APOL1 is a novel prognostic biomarker in thyroid cancer and correlates with immune infiltration

Jianting Man¹Xingru Tao¹Zongyuan Zhang²Tie-Feng Shi^1*

• ¹Department of General Surgery, Second Affiliated Hospital of Harbin Medical University, Harbin, China
• ²School of Stomatology, Southwest Medical University, Luzhou, China

Background: Although apolipoprotein 1 (APOL1) expression is upregulated in several types of cancers, including thyroid cancer (THCA), its specific role in THCA remains unclear. The aim of the present study was to analyze whether APOL1 could serve as a prognostic marker and predictor of immune cell infiltration (ICI) in THCA. Methods: APOL1 expression was assessed using TCGA and GTEx data, based on data from The Cancer Genome Atlas (TCGA).

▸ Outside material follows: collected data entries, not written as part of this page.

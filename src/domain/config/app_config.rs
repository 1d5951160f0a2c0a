//! Application configuration value object

use std::fmt;
use std::str::FromStr;

use serde::{Deserialize, Serialize};

use crate::domain::error::ConfigError;
use crate::domain::schedule::Interval;

/// Default chat model for transaction analysis
pub const DEFAULT_TEXT_MODEL: &str = "meta-llama/llama-4-scout-17b-16e-instruct";

/// Default speech-to-text model
pub const DEFAULT_TRANSCRIPTION_MODEL: &str = "whisper-large-v3";

/// Default spoken language hint
pub const DEFAULT_LANGUAGE: &str = "it";

/// Where counters and entitlements live
#[derive(Debug, Clone, Copy, PartialEq, Eq, Default)]
pub enum StoreBackend {
    /// Local SQLite database
    #[default]
    Sqlite,
    /// Hosted Postgres behind the backend's REST gateway
    Remote,
}

impl StoreBackend {
    pub const fn as_str(&self) -> &'static str {
        match self {
            Self::Sqlite => "sqlite",
            Self::Remote => "remote",
        }
    }
}

impl FromStr for StoreBackend {
    type Err = ConfigError;

    fn from_str(s: &str) -> Result<Self, Self::Err> {
        match s.trim().to_lowercase().as_str() {
            "sqlite" => Ok(Self::Sqlite),
            "remote" => Ok(Self::Remote),
            _ => Err(ConfigError::ValidationError {
                key: "store".to_string(),
                message: format!("\"{}\" is not one of: sqlite, remote", s),
            }),
        }
    }
}

impl fmt::Display for StoreBackend {
    fn fmt(&self, f: &mut fmt::Formatter<'_>) -> fmt::Result {
        write!(f, "{}", self.as_str())
    }
}

/// AI service settings.
#[derive(Debug, Clone, Default, Serialize, Deserialize)]
pub struct AiConfig {
    pub text_model: Option<String>,
    pub transcription_model: Option<String>,
    pub language: Option<String>,
}

/// Application configuration.
/// All fields are optional to support partial configs and merging.
#[derive(Debug, Clone, Default, Serialize, Deserialize)]
pub struct AppConfig {
    pub store: Option<String>,
    pub database_path: Option<String>,
    pub backend_url: Option<String>,
    pub backend_anon_key: Option<String>,
    /// Service credential used for entitlement writes on the remote store
    pub service_key: Option<String>,
    pub payment_api_key: Option<String>,
    pub payment_api_base: Option<String>,
    pub ai_api_key: Option<String>,
    pub sync_interval: Option<String>,
    pub sync_timeout: Option<String>,
    pub ai: Option<AiConfig>,
}

impl AppConfig {
    /// Create config with default values
    pub fn defaults() -> Self {
        Self {
            store: Some(StoreBackend::default().to_string()),
            sync_interval: Some(Interval::default_sync_interval().to_string()),
            sync_timeout: Some(Interval::default_sync_timeout().to_string()),
            ai: Some(AiConfig {
                text_model: Some(DEFAULT_TEXT_MODEL.to_string()),
                transcription_model: Some(DEFAULT_TRANSCRIPTION_MODEL.to_string()),
                language: Some(DEFAULT_LANGUAGE.to_string()),
            }),
            ..Self::empty()
        }
    }

    /// Create an empty config (all None)
    pub fn empty() -> Self {
        Self::default()
    }

    /// Merge this config with another, where other takes precedence.
    /// Only non-None values from other will override this.
    pub fn merge(self, other: Self) -> Self {
        Self {
            store: other.store.or(self.store),
            database_path: other.database_path.or(self.database_path),
            backend_url: other.backend_url.or(self.backend_url),
            backend_anon_key: other.backend_anon_key.or(self.backend_anon_key),
            service_key: other.service_key.or(self.service_key),
            payment_api_key: other.payment_api_key.or(self.payment_api_key),
            payment_api_base: other.payment_api_base.or(self.payment_api_base),
            ai_api_key: other.ai_api_key.or(self.ai_api_key),
            sync_interval: other.sync_interval.or(self.sync_interval),
            sync_timeout: other.sync_timeout.or(self.sync_timeout),
            ai: Self::merge_ai_config(self.ai, other.ai),
        }
    }

    fn merge_ai_config(base: Option<AiConfig>, other: Option<AiConfig>) -> Option<AiConfig> {
        match (base, other) {
            (None, None) => None,
            (Some(b), None) => Some(b),
            (None, Some(o)) => Some(o),
            (Some(b), Some(o)) => Some(AiConfig {
                text_model: o.text_model.or(b.text_model),
                transcription_model: o.transcription_model.or(b.transcription_model),
                language: o.language.or(b.language),
            }),
        }
    }

    /// Get store backend, or sqlite if not set/invalid
    pub fn store_or_default(&self) -> StoreBackend {
        self.store
            .as_ref()
            .and_then(|s| s.parse().ok())
            .unwrap_or_default()
    }

    /// Get sync interval, or 5m if not set/invalid
    pub fn sync_interval_or_default(&self) -> Interval {
        self.sync_interval
            .as_ref()
            .and_then(|s| s.parse().ok())
            .unwrap_or_else(Interval::default_sync_interval)
    }

    /// Get sync timeout, or 10s if not set/invalid
    pub fn sync_timeout_or_default(&self) -> Interval {
        self.sync_timeout
            .as_ref()
            .and_then(|s| s.parse().ok())
            .unwrap_or_else(Interval::default_sync_timeout)
    }

    pub fn text_model_or_default(&self) -> &str {
        self.ai
            .as_ref()
            .and_then(|ai| ai.text_model.as_deref())
            .unwrap_or(DEFAULT_TEXT_MODEL)
    }

    pub fn transcription_model_or_default(&self) -> &str {
        self.ai
            .as_ref()
            .and_then(|ai| ai.transcription_model.as_deref())
            .unwrap_or(DEFAULT_TRANSCRIPTION_MODEL)
    }

    pub fn language_or_default(&self) -> &str {
        self.ai
            .as_ref()
            .and_then(|ai| ai.language.as_deref())
            .unwrap_or(DEFAULT_LANGUAGE)
    }

    /// Return a required string setting or a `Missing` error naming its env var
    pub fn require<'a>(
        value: &'a Option<String>,
        key: &str,
        env: &str,
    ) -> Result<&'a str, ConfigError> {
        value
            .as_deref()
            .filter(|v| !v.is_empty())
            .ok_or_else(|| ConfigError::Missing {
                key: key.to_string(),
                env: format!("set {}", env),
            })
    }
}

The diagnostic and prognostic value of APOL1 was assessed using Kaplan-Meier survival curves, receiver operating characteristic curves, Cox regression analysis and enrichment analysis in R. Kyoto Encyclopedia of Genes and Genomes and Gene Ontology were used to determine APOL1-related pathways. Furthermore, the correlation between APOL1 expression and ICI, as well as immune checkpoint genes, was investigated. Western blotting, cell counting Kit-8, wound healing assays, Transwell assays and 5-EdU were used to examine APOL1 expression and function in THCA. Results: Abnormally elevated expression of APOL1 was observed in THCA tissues based on the data from TCGA and GTEx. Functional biological analysis indicated a strong connection between APOL1 and immune signatures. Additionally, APOL1 expression showed a correlation with infiltration of various immune cell types, including macrophages, neutrophils, dendritic cells, T and B cells, Th1/2 cells, CD8 T cells and Tregs. The results of western blotting confirmed upregulated APOL1 expression in THCA tissues. In vitro experiments showed that knockdown of APOL1 promoted THCA proliferation, invasion and migration. APOL1 serves as a valuable prognostic biomarker and is related to disease progression and ICI in THCA. Conclusions: In this study, we innovatively explored the potential association between APOL1 and the immune microenvironment, and demonstrated that APOL1 expression is upregulated in THCA tissues. Knockdown of APOL1 in THCA cells results in promoted proliferation and migration. Additionally, APOL1 may regulate ICI in the THCA microenvironment.